Data listing Start Marker

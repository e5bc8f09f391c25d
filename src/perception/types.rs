use serde::{Deserialize, Serialize};

use crate::llm::types::EncodedImage;

/// A pixel position in the coordinate space of the captured image.
#[derive(Debug, Clone, Copy, PartialEq, Eq, Serialize, Deserialize)]
pub struct Point {
    pub x: i32,
    pub y: i32,
}

impl Point {
    pub fn new(x: i32, y: i32) -> Self {
        Self { x, y }
    }
}

impl std::fmt::Display for Point {
    fn fmt(&self, f: &mut std::fmt::Formatter<'_>) -> std::fmt::Result {
        write!(f, "({}, {})", self.x, self.y)
    }
}

/// One captured device state. Lives until the next successful capture.
#[derive(Debug, Clone, PartialEq)]
pub struct Observation {
    pub image: EncodedImage,
    /// Cursor position for pointer devices, last touch point for touch devices.
    pub anchor: Point,
    /// Structured UI summary, when the backend can produce one.
    pub ui_description: Option<String>,
}

/// Encoding limits shared by every capture backend.
#[derive(Debug, Clone, Copy, PartialEq, Eq)]
pub struct JpegSettings {
    pub quality: u8,
    pub max_bytes: usize,
}

impl JpegSettings {
    pub fn from_config(device: &crate::config::DeviceConfig) -> Self {
        Self {
            quality: device.jpeg_quality,
            max_bytes: device.max_image_bytes,
        }
    }
}

impl Default for JpegSettings {
    fn default() -> Self {
        Self {
            quality: 85,
            max_bytes: 5 * 1024 * 1024,
        }
    }
}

Data listing End Marker

**Prompt**. If the string "Debug" is in a line of the entries, pick that line out.

**Exercise output**.
#[derive(Debug, Clone, Copy, PartialEq, Eq, Serialize, Deserialize)]
#[derive(Debug, Clone, PartialEq)]
#[derive(Debug, Clone, Copy, PartialEq, Eq)]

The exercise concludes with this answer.